> [Assigned task] Print nothing but the lines below starting at the line that holds "接收，缺失时由 handler 逐字段报错。" and ending at the line that holds "#[cfg(test)]", including both, each exactly as written.

[Saved entries]
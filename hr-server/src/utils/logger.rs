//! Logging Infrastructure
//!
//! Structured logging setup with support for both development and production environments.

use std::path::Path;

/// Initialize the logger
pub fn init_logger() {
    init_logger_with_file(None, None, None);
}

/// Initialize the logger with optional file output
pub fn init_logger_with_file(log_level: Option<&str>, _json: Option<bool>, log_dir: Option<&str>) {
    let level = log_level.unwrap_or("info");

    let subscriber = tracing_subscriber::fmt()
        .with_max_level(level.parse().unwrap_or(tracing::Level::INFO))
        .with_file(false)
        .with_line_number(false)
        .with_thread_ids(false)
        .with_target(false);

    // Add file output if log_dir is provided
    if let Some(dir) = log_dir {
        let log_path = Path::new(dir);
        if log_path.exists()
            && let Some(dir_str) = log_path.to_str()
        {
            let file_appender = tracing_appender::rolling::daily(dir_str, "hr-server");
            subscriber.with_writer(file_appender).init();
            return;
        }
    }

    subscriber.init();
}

* * *

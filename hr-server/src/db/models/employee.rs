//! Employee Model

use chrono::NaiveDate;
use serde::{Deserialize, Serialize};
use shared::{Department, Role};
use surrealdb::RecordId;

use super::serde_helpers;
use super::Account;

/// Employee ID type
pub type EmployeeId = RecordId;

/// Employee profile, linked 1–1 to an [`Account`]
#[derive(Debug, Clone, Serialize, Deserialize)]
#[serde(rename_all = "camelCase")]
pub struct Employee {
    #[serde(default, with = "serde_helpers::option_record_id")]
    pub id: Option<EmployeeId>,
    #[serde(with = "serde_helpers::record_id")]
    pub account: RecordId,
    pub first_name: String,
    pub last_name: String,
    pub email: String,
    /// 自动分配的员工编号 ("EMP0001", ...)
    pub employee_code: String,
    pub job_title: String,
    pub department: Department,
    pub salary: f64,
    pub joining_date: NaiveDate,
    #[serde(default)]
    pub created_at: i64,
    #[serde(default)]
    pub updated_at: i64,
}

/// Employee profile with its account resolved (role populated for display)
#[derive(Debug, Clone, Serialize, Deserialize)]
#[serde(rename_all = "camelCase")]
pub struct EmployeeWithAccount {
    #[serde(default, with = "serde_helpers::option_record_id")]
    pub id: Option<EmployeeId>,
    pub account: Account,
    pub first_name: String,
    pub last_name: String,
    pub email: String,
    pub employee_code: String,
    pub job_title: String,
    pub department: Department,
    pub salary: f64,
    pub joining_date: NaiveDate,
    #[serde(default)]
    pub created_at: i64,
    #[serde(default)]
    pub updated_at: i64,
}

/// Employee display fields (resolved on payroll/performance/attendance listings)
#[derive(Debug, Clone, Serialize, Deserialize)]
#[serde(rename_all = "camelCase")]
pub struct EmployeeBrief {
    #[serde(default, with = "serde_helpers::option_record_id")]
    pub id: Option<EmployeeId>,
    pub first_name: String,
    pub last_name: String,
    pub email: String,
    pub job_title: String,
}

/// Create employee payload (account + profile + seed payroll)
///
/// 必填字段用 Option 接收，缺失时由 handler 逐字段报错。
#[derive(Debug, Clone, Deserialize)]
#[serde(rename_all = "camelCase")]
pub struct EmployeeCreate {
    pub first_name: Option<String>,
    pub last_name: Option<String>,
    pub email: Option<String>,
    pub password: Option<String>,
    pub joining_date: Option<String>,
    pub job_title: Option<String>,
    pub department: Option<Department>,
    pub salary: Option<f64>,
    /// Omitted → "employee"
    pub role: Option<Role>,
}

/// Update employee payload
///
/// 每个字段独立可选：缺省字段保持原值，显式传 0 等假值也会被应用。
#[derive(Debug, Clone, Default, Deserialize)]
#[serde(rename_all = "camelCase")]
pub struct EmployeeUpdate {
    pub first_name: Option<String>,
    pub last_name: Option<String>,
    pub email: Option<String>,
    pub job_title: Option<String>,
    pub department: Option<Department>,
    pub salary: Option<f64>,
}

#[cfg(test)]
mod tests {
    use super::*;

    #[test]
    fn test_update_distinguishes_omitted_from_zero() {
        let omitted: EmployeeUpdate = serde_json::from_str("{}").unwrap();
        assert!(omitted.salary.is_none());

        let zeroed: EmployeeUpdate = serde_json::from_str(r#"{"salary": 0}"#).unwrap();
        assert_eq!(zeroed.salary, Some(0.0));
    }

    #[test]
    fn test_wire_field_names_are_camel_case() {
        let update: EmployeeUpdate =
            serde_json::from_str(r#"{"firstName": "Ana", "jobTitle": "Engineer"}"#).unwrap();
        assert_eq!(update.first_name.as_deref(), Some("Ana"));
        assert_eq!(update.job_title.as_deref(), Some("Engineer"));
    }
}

> [Expected answer]
/// 必填字段用 Option 接收，缺失时由 handler 逐字段报错。
#[derive(Debug, Clone, Deserialize)]
#[serde(rename_all = "camelCase")]
pub struct EmployeeCreate {
    pub first_name: Option<String>,
    pub last_name: Option<String>,
    pub email: Option<String>,
    pub password: Option<String>,
    pub joining_date: Option<String>,
    pub job_title: Option<String>,
    pub department: Option<Department>,
    pub salary: Option<f64>,
    /// Omitted → "employee"
    pub role: Option<Role>,
}

/// Update employee payload
///
/// 每个字段独立可选：缺省字段保持原值，显式传 0 等假值也会被应用。
#[derive(Debug, Clone, Default, Deserialize)]
#[serde(rename_all = "camelCase")]
pub struct EmployeeUpdate {
    pub first_name: Option<String>,
    pub last_name: Option<String>,
    pub email: Option<String>,
    pub job_title: Option<String>,
    pub department: Option<Department>,
    pub salary: Option<f64>,
}

#[cfg(test)]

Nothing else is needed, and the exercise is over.